Whatever his reasons, Rollins took her completely under his wing. He has access to more information on dreamshare than anyone who isn’t actively running jobs, and he has given Phillipa free reign over it.

She intends to use it to learn about every inch of dreamshare—its strengths, its weaknesses, its dangers. 

Her childhood taught her that the most dangerous thing in the world is the unknown. And that is why she will arm herself with knowledge.

*

Rollins has everything from schematics on each model of the PASIV to notes on the chemical structure of somnacin. There are even diagrams of brain waves during natural dreams compared to PASIV-induced ones.

But there’s next to nothing about the actual mechanics of shared dreaming.

As Phillipa closes another binder, she realizes she’s going to need a different source of information. 

_Just pick a different thesis topic,_ her mind says.

But there’s no way. This idea has sunken its hooks into her, and she won’t back out now.

 _Hey,_ she texts James, _can you have Arthur call me? Nothing urgent. Just a couple questions._

That night, as she’s getting ready for bed, her phone rings.

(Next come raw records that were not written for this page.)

//! Voice Deck - Entry Point
//!
//! Sets up logging, loads configuration, builds the optional AI generator,
//! and runs a voice-control session over recognized text.

use clap::{Parser, Subcommand};
use std::path::{Path, PathBuf};
use std::sync::Arc;
use tracing_subscriber::EnvFilter;
use voice_deck::command::{help_text, CommandParser};
use voice_deck::core::config::AppConfig;
use voice_deck::core::error::Result;
use voice_deck::deck::Presentation;
use voice_deck::llm::{AiGateway, HttpGenerator};
use voice_deck::session::{ConsoleFeedback, LineSource, StopHandle, VoiceSession};

/// Voice Deck - edit presentations with spoken commands
#[derive(Parser, Debug)]
#[command(name = "voice-deck", version)]
#[command(about = "Edit presentations with natural language voice commands")]
struct Cli {
    /// TOML configuration file
    #[arg(long, global = true)]
    config: Option<PathBuf>,

    /// Start from a previously saved deck
    #[arg(long, global = true)]
    open: Option<PathBuf>,

    /// Disable AI enhancement and content generation
    #[arg(long, global = true)]
    no_ai: bool,

    /// Disable per-command notices
    #[arg(long, short = 'q', global = true)]
    quiet: bool,

    /// Skip the autosave on shutdown
    #[arg(long, global = true)]
    no_autosave: bool,

    #[command(subcommand)]
    command: Mode,
}

#[derive(Subcommand, Debug)]
enum Mode {
    /// Read recognized text from stdin, one utterance per line
    Listen,
    /// Run each argument as one command, then shut down
    Exec {
        #[arg(required = true)]
        texts: Vec<String>,
    },
    /// Show how a text parses without executing it
    Parse {
        #[arg(required = true)]
        text: Vec<String>,
    },
    /// List the available voice commands
    Commands,
}

fn main() -> Result<()> {
    let cli = Cli::parse();

    let mut config = match &cli.config {
        Some(path) => AppConfig::load(path)?,
        None => AppConfig::new(),
    };
    if cli.no_ai {
        config.enable_ai = false;
    }
    if cli.quiet {
        config.enable_feedback = false;
    }
    if cli.no_autosave {
        config.auto_save = false;
    }
    config.validate()?;

    // RUST_LOG wins over the configured filter
    let filter = EnvFilter::try_from_default_env()
        .unwrap_or_else(|_| EnvFilter::new(&config.log_filter));
    tracing_subscriber::fmt().with_env_filter(filter).init();

    match cli.command {
        Mode::Commands => {
            println!("{}", help_text());
            Ok(())
        }
        Mode::Parse { text } => {
            let text = text.join(" ");
            match CommandParser::new().parse(&text) {
                Some(command) => println!("{}", serde_json::to_string_pretty(&command)?),
                None => println!("No command matched: {}", text),
            }
            Ok(())
        }
        Mode::Exec { texts } => {
            let mut session = build_session(cli.open.as_deref(), config)?;
            session.start();
            for text in &texts {
                session.process_command(text);
                if !session.state().is_running {
                    break;
                }
            }
            session.shutdown();
            print_status(&session)
        }
        Mode::Listen => {
            let session = build_session(cli.open.as_deref(), config)?;
            let mut session = session.with_input(Box::new(LineSource::stdin()));
            stop_on_interrupt(session.stop_handle());

            println!("\n=== VOICE DECK ===");
            println!("Say (type) a command per line. 'help' lists commands, 'stop listening' exits.");
            println!();

            session.run_continuous();
            print_status(&session)
        }
    }
}

/// Construct the deck, AI gateway and session before anything runs
///
/// Failures here are fatal: the session never starts.
fn build_session(open: Option<&Path>, config: AppConfig) -> Result<VoiceSession<Presentation>> {
    let deck = match open {
        Some(path) => Presentation::open(path, config.max_slide_count)?,
        None => Presentation::new(config.max_slide_count),
    };

    let ai = if config.enable_ai {
        match HttpGenerator::from_config(&config) {
            Ok(generator) => {
                AiGateway::new(Arc::new(generator), config.ai_content_language.clone())
            }
            Err(e) => {
                tracing::warn!("{} - running without AI", e);
                AiGateway::unavailable()
            }
        }
    } else {
        AiGateway::unavailable()
    };

    Ok(VoiceSession::new(deck, config, ai).with_feedback(Box::new(ConsoleFeedback)))
}

/// Turn Ctrl-C into an orderly stop, so the session still autosaves
fn stop_on_interrupt(handle: StopHandle) {
    std::thread::spawn(move || {
        let runtime = match tokio::runtime::Builder::new_current_thread()
            .enable_all()
            .build()
        {
            Ok(runtime) => runtime,
            Err(e) => {
                tracing::warn!("Cannot watch for Ctrl-C: {}", e);
                return;
            }
        };
        match runtime.block_on(tokio::signal::ctrl_c()) {
            Ok(()) => {
                tracing::info!("Interrupt received - shutting down");
                handle.request_stop();
            }
            Err(e) => tracing::warn!("Cannot watch for Ctrl-C: {}", e),
        }
    });
}

fn print_status(session: &VoiceSession<Presentation>) -> Result<()> {
    println!("\nSession status:");
    println!("{}", serde_json::to_string_pretty(&session.get_status())?);
    Ok(())
}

“Hey, Pippa,” Arthur says, voice quiet and warm and achingly familiar. “How can I help?”

*

In the two years that her father was gone, Arthur visited monthly. Now that she’s older and understands that he was on the run with her father every step of the way, Phillipa wonders how the hell he managed it.

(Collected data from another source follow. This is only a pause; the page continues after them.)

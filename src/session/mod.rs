//! Voice-control session
//!
//! Input source -> VoiceSession (enhance, parse, validate, execute) -> deck,
//! with notices going to a Feedback sink.

pub mod engine;
pub mod feedback;
pub mod input;
pub mod state;

pub use engine::{SessionStatus, StopHandle, VoiceSession};
pub use feedback::{ConsoleFeedback, Feedback, SilentFeedback};
pub use input::{InputSource, LineSource, ScriptedSource};
pub use state::{SessionPhase, SessionState};
//! Blocking text-generation boundary
//!
//! The session calls the AI synchronously on the thread processing the
//! current command. [`TextGenerator`] is that single request/response shape;
//! [`HttpGenerator`] adapts the async [`LlmClient`] to it with a bounded
//! timeout.

use crate::core::config::AppConfig;
use crate::core::error::{DeckError, Result};
use crate::llm::client::{GenerationSettings, LlmClient};
use crate::llm::prompts::SYSTEM_PROMPT;
use std::time::Duration;
use tokio::runtime::{Builder, Runtime};

/// Anything that turns a prompt into text
pub trait TextGenerator: Send + Sync {
    fn generate(&self, prompt: &str) -> Result<String>;
}

/// [`LlmClient`] driven from a private single-threaded runtime
pub struct HttpGenerator {
    client: LlmClient,
    runtime: Runtime,
    timeout: Duration,
}

impl HttpGenerator {
    pub fn new(client: LlmClient, timeout: Duration) -> Result<Self> {
        let runtime = Builder::new_current_thread().enable_all().build()?;
        Ok(Self {
            client,
            runtime,
            timeout,
        })
    }

    /// Build from LLM_* environment variables and the AI settings in `config`
    pub fn from_config(config: &AppConfig) -> Result<Self> {
        let client = LlmClient::from_env()?.with_settings(GenerationSettings {
            temperature: config.ai_temperature,
            max_tokens: config.ai_max_tokens,
        });
        tracing::info!("AI generator ready ({:?} API)", client.api_format());
        Self::new(client, config.ai_timeout())
    }
}

impl TextGenerator for HttpGenerator {
    fn generate(&self, prompt: &str) -> Result<String> {
        let request = self.client.complete(SYSTEM_PROMPT, prompt);
        match self
            .runtime
            .block_on(async { tokio::time::timeout(self.timeout, request).await })
        {
            Ok(result) => result,
            Err(_) => Err(DeckError::LlmTimeout(self.timeout.as_secs())),
        }
    }
}

#[cfg(test)]
mod tests {
    use super::*;
    use std::net::TcpListener;
    use std::time::Instant;

    #[test]
    fn test_unreachable_endpoint_fails() {
        let client = LlmClient::new(
            "test-key".into(),
            "http://127.0.0.1:9/v1/chat/completions".into(),
            "test-model".into(),
        );
        let generator = HttpGenerator::new(client, Duration::from_secs(2)).unwrap();
        assert!(generator.generate("hello").is_err());
    }

    #[test]
    fn test_silent_endpoint_times_out() {
        // accepts connections and never answers
        let listener = TcpListener::bind("127.0.0.1:0").unwrap();
        let addr = listener.local_addr().unwrap();
        std::thread::spawn(move || {
            let mut held = Vec::new();
            for stream in listener.incoming().flatten() {
                held.push(stream);
            }
        });

        let client = LlmClient::new(
            "test-key".into(),
            format!("http://{}/v1/chat/completions", addr),
            "test-model".into(),
        );
        let generator = HttpGenerator::new(client, Duration::from_secs(1)).unwrap();

        let started = Instant::now();
        let result = generator.generate("hello");
        assert!(matches!(result, Err(DeckError::LlmTimeout(1))));
        assert!(started.elapsed() < Duration::from_secs(5));
    }
}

He always brought gifts for them, and he always read them a bedtime story every night.

And when he had to leave, he hugged them tightly, so tightly. He never let go until they did.

After her father returned, he didn’t visit for a year. He sent presents, and cards, but he didn’t come.

At the time, Phillipa had hated him. She’d thought he was just like her father, turning into a name on a mailing label and nothing more. But she understands now, years and years later.

He needed a break from her father. Just like her.

*

“You told me once that totems tell you if you’re in someone else’s dream,” she says.

Arthur’s breaths blow gently through the phone. It’s been months since they last spoke, maybe even years. When Phillipa left home, she cut herself off from everyone except her brother—and even with James, they only spoke every few weeks at best. But Arthur’s voice holds no anger or bitterness, and for the second time in days, she feels unworthy. 

“Yes,” Arthur says. “That’s true. I probably told you that your parents invented the idea.”

She nods even though he can’t see her. “But how can you tell if you’re in your own dream?”

There’s a pause. Then Arthur says, “Phillipa? Are you okay?”

“I’m fine,” she says, and it’s almost the truth. “I haven’t been dreaming. I’m not asking because of that. I’m just…” She bites her lip. “I’m picking out a topic for my thesis. And I wanted to know if someone has already solved this problem before I try.”

“Hm,” Arthur says. “Let me look into a few things.”

Usually, this is where he would hang up, but he hesitates, then says, “You know you can call me for anything, day or night.”

“I know.” Phillipa smiles slightly. “Thank you, Uncle Arthur.”

He sighs. “You don’t ever have to thank me, Pippa.”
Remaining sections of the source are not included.